- Description of the task: State, as a number alone, how many lines of the entries contain the word "zero".

- Data to process:
◇ ◇ ◇ ◇ ◇
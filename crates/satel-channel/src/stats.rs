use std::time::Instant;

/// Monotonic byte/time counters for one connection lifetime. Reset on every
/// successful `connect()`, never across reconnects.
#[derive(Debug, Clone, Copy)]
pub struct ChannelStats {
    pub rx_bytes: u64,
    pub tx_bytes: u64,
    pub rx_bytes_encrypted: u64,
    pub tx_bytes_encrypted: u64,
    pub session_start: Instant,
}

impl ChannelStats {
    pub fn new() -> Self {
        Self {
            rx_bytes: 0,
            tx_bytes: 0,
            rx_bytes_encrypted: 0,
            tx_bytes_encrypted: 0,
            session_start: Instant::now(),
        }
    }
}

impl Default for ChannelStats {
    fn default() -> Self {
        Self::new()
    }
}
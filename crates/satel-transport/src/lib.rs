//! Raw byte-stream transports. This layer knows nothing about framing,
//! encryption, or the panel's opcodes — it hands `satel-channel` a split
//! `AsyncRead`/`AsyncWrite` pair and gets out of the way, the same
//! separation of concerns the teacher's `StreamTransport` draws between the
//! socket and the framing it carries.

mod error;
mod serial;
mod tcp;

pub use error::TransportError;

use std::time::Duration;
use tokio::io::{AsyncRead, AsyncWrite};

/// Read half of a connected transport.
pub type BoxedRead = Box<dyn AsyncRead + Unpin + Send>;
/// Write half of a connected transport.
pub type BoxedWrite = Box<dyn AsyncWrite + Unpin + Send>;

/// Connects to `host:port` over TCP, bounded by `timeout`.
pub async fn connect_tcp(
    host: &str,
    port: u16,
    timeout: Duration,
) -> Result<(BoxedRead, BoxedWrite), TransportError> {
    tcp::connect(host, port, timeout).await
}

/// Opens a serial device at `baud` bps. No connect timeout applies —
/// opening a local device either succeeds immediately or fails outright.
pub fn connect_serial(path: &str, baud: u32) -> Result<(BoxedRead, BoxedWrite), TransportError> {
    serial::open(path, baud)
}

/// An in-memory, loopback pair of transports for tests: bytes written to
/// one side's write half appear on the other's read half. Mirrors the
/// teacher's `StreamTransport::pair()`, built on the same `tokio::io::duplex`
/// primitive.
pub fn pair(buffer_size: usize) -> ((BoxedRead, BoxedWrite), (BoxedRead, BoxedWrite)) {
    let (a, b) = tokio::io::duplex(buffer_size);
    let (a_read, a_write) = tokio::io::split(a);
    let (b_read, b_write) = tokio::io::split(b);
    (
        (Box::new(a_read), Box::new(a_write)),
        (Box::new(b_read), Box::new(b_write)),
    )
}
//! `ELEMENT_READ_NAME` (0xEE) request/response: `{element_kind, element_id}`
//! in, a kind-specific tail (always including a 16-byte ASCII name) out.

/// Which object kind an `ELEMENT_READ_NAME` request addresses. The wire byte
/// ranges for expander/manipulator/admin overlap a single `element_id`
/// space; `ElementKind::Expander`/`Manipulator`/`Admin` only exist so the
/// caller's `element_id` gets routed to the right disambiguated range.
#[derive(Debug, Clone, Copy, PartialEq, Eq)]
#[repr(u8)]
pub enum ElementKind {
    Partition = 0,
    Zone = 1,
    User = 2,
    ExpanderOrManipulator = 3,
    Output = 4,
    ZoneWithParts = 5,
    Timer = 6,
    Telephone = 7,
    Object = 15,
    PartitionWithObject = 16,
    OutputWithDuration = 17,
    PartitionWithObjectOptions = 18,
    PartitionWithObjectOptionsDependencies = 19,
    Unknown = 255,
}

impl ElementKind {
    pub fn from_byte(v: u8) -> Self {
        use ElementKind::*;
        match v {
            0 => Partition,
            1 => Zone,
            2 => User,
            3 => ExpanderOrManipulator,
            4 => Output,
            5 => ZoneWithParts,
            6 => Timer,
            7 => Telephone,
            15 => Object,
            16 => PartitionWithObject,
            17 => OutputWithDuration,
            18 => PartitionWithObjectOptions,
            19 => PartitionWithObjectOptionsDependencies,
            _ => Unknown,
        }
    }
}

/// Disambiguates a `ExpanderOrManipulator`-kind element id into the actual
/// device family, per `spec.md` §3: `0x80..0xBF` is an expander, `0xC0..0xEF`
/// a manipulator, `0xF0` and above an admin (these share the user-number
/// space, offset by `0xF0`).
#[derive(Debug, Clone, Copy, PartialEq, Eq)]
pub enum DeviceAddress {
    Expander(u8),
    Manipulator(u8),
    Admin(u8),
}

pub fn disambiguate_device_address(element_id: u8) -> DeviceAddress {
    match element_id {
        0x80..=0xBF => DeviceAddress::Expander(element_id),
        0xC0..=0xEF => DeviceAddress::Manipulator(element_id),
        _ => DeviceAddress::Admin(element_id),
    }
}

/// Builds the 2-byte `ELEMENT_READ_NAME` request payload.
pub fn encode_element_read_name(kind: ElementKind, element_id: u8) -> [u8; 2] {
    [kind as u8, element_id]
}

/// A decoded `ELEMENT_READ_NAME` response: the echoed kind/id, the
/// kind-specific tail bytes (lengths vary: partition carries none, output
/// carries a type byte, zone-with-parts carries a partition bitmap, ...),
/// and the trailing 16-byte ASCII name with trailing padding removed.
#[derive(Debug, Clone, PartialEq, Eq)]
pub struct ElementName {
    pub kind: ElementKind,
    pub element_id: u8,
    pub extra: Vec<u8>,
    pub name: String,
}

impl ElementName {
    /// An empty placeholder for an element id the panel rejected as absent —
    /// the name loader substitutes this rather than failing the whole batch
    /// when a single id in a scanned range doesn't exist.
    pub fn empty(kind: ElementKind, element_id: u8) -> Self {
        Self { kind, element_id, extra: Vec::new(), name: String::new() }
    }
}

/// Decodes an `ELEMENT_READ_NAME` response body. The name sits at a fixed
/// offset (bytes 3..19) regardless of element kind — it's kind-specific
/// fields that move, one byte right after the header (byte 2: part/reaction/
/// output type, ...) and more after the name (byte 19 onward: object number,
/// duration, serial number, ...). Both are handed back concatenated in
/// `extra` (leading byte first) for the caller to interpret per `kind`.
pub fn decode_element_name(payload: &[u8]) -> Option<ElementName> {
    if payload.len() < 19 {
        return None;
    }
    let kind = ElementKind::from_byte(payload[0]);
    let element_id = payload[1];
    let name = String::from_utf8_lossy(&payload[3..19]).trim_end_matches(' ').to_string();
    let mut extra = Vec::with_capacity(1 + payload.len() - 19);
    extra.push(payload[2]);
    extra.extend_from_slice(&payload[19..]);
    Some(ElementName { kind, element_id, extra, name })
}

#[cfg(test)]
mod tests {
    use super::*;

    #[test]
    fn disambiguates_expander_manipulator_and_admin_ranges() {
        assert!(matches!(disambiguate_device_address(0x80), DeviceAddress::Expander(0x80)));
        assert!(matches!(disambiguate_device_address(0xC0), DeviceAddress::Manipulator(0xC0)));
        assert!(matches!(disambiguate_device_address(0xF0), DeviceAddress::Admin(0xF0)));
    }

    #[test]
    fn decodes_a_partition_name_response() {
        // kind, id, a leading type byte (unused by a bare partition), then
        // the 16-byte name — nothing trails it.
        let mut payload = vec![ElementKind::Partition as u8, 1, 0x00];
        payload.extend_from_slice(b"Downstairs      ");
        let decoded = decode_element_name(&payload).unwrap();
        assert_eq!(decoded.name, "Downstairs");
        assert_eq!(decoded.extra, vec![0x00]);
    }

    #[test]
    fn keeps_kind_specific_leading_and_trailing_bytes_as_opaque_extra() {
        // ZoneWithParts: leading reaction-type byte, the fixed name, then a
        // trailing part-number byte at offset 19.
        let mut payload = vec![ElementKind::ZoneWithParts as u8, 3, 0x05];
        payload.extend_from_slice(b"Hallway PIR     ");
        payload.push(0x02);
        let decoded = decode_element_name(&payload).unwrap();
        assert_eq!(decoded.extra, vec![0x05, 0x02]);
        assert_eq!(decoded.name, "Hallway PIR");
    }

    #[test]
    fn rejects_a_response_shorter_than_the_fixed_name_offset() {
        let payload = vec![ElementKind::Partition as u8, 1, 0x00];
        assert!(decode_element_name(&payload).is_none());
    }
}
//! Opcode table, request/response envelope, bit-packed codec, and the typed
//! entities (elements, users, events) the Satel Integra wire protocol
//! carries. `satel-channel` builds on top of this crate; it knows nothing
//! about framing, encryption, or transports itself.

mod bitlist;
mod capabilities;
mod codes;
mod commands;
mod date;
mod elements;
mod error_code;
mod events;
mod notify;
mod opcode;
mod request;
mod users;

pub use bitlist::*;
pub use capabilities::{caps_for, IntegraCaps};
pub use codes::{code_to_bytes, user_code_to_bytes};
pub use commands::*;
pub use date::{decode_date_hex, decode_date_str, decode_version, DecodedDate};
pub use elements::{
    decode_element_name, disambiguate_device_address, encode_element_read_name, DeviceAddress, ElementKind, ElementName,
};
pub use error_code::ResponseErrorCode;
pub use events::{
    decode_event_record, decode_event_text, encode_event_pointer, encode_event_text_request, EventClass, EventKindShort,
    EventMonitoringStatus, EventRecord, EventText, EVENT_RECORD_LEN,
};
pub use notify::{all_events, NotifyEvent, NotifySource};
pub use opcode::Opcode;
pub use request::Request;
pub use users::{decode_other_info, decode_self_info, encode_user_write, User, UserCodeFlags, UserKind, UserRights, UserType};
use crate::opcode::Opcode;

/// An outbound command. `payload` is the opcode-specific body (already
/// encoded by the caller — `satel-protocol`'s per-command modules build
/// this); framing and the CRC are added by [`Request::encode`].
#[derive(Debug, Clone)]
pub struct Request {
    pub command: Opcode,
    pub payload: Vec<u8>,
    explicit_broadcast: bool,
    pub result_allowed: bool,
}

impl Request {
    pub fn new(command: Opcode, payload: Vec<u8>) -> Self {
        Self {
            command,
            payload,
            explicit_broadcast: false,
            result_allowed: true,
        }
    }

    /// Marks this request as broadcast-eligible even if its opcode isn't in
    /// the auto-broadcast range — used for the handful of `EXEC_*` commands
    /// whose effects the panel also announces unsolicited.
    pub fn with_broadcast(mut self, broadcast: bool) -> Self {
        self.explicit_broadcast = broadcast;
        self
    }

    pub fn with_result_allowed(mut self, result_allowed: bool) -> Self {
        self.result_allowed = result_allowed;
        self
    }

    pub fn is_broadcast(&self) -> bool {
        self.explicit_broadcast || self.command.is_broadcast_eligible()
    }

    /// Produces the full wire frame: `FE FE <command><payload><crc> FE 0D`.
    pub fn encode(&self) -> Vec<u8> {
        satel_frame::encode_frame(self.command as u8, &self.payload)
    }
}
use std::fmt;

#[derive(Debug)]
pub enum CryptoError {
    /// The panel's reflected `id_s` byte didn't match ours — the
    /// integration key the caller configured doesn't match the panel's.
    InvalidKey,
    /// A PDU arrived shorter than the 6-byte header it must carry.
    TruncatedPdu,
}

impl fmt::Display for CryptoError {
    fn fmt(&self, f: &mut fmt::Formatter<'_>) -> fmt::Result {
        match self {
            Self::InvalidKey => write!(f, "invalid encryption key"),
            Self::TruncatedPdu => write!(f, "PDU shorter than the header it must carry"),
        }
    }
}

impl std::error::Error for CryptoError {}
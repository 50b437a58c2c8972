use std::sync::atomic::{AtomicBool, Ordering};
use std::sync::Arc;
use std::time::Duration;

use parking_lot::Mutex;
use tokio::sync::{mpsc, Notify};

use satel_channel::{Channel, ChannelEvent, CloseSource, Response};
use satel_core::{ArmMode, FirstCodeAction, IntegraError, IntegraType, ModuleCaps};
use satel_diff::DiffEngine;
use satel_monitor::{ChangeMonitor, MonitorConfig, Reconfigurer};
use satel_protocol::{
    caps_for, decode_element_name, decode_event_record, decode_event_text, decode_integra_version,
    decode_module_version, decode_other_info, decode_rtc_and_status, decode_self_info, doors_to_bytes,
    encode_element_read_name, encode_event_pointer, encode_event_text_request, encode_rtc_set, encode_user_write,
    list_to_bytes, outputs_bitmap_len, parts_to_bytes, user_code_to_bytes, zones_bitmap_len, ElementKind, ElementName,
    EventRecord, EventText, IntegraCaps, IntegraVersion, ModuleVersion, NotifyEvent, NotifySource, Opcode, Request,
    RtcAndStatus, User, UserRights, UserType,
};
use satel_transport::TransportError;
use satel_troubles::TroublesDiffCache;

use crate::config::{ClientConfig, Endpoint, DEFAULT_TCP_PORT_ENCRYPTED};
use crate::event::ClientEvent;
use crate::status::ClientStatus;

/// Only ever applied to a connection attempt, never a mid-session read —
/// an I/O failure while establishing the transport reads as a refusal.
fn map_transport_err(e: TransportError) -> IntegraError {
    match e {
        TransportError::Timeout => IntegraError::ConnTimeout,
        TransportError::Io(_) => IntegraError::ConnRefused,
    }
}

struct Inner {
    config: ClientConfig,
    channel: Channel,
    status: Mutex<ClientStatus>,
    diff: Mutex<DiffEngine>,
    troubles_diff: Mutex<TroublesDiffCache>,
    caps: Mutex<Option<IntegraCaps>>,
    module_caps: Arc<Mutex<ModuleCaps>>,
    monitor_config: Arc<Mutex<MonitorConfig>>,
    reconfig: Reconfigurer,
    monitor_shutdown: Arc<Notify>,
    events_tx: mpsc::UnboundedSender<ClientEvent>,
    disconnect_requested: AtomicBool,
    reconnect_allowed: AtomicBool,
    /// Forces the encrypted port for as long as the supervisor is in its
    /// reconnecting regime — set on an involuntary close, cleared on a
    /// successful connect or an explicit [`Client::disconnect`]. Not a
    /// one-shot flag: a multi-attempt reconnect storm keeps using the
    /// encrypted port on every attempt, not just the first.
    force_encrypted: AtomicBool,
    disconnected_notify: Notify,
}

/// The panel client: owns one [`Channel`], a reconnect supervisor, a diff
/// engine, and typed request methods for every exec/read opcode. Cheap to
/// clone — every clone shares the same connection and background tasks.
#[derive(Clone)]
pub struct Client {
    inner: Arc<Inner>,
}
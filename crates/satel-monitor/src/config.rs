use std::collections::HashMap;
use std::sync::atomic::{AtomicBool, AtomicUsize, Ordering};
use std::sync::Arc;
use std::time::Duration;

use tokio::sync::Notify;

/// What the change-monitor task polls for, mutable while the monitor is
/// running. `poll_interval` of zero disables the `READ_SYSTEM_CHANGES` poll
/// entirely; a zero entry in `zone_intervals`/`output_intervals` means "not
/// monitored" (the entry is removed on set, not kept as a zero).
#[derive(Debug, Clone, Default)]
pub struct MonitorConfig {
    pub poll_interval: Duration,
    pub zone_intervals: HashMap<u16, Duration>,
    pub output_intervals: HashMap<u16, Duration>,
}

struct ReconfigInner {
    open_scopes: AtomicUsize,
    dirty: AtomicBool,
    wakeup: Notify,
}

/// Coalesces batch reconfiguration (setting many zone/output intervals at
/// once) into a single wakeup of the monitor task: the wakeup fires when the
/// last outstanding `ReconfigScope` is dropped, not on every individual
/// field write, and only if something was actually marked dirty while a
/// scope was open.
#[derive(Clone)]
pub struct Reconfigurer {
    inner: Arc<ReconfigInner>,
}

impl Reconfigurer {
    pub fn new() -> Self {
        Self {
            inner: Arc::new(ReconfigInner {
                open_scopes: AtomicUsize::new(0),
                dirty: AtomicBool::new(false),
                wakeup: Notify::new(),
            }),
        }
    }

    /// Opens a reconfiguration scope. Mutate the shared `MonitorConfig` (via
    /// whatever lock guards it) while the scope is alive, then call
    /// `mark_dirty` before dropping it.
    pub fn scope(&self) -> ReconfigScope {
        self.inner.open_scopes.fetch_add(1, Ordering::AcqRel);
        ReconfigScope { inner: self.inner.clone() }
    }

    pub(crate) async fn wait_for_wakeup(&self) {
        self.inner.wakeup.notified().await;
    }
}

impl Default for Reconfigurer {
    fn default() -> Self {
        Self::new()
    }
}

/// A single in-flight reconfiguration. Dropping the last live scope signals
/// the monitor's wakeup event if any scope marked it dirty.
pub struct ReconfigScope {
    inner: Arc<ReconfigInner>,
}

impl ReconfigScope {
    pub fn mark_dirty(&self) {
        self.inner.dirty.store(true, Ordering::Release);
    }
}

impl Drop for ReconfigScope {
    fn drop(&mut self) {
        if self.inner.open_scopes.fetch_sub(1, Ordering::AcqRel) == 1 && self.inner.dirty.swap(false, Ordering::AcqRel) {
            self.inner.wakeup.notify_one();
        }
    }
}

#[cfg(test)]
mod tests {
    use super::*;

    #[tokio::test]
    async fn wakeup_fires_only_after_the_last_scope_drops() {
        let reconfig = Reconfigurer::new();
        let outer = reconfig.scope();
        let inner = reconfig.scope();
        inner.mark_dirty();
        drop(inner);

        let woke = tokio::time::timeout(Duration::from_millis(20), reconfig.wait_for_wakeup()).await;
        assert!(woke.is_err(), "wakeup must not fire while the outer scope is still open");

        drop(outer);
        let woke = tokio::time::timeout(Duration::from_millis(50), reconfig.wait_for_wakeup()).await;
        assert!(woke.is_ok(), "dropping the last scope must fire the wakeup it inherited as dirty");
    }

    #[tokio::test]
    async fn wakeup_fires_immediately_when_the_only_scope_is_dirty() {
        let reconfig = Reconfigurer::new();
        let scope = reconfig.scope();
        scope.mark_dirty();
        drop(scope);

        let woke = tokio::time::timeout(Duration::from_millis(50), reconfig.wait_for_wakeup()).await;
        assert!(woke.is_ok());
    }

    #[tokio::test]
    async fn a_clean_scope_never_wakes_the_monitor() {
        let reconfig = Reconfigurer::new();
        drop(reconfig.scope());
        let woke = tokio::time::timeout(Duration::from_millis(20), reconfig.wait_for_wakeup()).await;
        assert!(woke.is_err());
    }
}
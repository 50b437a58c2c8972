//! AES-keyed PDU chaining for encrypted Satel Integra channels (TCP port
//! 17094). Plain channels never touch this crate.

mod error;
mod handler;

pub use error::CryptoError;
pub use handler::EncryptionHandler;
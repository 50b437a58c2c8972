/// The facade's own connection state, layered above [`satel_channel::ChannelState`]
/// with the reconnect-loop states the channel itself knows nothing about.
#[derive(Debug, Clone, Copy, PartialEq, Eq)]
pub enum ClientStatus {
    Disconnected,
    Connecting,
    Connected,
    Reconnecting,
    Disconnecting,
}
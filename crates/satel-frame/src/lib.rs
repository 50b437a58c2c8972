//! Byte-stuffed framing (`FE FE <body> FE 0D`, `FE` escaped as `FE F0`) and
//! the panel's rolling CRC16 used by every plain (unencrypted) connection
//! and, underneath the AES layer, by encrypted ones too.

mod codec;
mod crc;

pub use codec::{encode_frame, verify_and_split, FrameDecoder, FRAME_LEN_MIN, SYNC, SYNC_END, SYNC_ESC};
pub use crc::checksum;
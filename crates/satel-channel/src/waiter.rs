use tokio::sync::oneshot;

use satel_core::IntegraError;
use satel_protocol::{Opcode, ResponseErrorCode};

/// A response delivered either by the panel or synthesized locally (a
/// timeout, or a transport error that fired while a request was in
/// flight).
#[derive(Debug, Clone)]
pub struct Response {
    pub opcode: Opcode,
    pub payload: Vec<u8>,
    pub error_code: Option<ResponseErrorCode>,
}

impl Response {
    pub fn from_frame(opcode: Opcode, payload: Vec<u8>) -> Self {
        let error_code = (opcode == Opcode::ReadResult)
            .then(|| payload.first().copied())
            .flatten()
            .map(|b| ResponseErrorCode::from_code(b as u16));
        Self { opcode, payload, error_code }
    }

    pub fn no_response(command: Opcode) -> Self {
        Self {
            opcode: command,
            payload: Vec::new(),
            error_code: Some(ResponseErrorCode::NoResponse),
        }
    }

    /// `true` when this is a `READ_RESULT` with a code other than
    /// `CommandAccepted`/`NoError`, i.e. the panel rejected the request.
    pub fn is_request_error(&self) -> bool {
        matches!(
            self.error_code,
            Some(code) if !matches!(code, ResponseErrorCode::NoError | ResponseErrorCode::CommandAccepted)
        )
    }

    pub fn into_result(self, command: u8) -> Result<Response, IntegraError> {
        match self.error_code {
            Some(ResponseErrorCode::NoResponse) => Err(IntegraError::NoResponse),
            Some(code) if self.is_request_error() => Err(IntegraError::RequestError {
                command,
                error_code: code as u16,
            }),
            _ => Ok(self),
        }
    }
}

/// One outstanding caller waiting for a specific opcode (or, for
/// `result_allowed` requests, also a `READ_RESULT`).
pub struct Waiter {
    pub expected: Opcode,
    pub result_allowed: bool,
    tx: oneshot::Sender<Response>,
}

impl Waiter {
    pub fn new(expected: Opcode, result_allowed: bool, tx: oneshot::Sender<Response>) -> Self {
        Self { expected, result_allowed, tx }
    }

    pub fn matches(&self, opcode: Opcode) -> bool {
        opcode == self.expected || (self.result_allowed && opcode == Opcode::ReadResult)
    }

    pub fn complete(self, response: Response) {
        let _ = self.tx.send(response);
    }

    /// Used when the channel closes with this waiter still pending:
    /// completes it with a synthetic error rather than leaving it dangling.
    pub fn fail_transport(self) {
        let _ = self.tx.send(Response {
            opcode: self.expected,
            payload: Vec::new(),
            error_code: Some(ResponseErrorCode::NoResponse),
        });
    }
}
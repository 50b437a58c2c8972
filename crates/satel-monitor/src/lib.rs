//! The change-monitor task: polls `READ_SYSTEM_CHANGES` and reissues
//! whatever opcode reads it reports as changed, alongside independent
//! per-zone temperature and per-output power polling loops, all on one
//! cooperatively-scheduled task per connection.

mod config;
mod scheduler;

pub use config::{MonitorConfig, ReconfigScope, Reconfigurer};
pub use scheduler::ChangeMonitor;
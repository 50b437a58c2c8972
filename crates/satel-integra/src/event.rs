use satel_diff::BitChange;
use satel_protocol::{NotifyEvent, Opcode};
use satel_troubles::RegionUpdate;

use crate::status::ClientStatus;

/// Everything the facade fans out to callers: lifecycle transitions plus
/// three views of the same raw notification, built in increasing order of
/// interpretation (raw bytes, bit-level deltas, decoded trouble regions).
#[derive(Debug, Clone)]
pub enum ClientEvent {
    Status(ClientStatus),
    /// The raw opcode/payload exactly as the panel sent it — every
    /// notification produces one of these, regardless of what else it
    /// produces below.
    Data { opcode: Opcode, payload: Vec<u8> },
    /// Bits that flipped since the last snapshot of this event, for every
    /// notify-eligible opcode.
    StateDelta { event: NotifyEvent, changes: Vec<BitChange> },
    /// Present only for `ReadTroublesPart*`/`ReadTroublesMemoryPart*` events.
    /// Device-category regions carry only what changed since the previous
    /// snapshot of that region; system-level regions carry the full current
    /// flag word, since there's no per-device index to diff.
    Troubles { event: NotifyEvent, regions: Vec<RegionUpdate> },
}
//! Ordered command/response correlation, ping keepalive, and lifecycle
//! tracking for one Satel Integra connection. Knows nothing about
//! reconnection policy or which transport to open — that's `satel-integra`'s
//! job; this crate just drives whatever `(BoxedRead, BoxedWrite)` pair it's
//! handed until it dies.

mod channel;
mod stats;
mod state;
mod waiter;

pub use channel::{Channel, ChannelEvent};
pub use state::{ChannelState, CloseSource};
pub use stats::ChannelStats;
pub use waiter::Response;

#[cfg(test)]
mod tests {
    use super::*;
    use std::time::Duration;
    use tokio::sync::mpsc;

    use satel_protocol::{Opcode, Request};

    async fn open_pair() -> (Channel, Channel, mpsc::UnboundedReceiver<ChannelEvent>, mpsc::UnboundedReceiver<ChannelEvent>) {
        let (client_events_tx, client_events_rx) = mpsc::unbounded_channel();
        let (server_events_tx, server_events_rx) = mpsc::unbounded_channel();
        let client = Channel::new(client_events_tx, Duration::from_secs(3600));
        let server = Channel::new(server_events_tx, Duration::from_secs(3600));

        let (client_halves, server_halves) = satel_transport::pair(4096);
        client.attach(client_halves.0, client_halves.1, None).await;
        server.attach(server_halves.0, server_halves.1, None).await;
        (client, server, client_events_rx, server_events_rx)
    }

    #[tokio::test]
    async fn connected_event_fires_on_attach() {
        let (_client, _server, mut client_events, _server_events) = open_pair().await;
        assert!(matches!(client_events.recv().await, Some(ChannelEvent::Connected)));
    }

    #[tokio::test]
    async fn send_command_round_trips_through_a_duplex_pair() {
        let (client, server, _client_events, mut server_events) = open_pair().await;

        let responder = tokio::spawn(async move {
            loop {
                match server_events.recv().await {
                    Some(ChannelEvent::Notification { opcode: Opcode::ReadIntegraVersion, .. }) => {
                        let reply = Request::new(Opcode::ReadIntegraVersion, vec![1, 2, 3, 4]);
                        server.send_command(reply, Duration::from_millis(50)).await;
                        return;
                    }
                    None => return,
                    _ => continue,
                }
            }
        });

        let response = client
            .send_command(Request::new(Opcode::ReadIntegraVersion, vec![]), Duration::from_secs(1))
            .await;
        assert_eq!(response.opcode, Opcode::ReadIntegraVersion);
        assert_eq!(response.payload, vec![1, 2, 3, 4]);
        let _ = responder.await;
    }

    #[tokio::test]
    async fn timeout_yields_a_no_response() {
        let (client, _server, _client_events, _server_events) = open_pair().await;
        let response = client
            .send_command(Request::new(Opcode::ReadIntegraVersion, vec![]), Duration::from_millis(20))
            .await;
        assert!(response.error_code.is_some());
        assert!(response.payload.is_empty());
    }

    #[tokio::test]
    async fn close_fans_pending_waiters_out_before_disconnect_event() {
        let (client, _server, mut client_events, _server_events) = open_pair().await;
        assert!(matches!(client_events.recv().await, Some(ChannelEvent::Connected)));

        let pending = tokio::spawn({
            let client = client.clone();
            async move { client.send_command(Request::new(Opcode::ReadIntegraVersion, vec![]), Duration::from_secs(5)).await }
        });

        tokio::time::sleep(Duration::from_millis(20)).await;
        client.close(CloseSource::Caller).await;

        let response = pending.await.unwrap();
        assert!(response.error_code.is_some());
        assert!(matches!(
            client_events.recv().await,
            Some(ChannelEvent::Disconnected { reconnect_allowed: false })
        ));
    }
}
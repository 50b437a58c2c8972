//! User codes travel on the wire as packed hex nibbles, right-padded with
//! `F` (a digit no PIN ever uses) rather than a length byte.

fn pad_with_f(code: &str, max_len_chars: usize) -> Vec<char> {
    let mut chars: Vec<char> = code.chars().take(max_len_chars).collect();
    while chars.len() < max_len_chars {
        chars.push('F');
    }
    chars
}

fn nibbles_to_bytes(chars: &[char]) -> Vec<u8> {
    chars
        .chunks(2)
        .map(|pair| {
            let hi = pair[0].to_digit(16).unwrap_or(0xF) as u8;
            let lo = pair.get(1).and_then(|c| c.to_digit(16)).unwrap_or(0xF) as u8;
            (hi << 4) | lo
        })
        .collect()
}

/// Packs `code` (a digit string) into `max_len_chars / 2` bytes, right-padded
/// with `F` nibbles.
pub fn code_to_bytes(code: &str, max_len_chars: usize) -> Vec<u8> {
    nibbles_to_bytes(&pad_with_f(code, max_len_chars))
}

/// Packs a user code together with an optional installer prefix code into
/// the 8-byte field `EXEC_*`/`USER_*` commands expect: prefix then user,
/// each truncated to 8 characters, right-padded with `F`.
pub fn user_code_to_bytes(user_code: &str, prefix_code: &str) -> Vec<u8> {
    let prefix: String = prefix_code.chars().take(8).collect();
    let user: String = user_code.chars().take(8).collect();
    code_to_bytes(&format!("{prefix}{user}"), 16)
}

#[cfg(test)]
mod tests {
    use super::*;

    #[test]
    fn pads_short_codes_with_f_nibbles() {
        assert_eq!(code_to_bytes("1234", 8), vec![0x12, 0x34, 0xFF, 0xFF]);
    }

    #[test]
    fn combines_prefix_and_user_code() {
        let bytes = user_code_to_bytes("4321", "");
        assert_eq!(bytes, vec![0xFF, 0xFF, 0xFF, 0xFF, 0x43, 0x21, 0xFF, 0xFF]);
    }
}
◇ ◇ ◇ ◇ ◇
- Expected answer: 3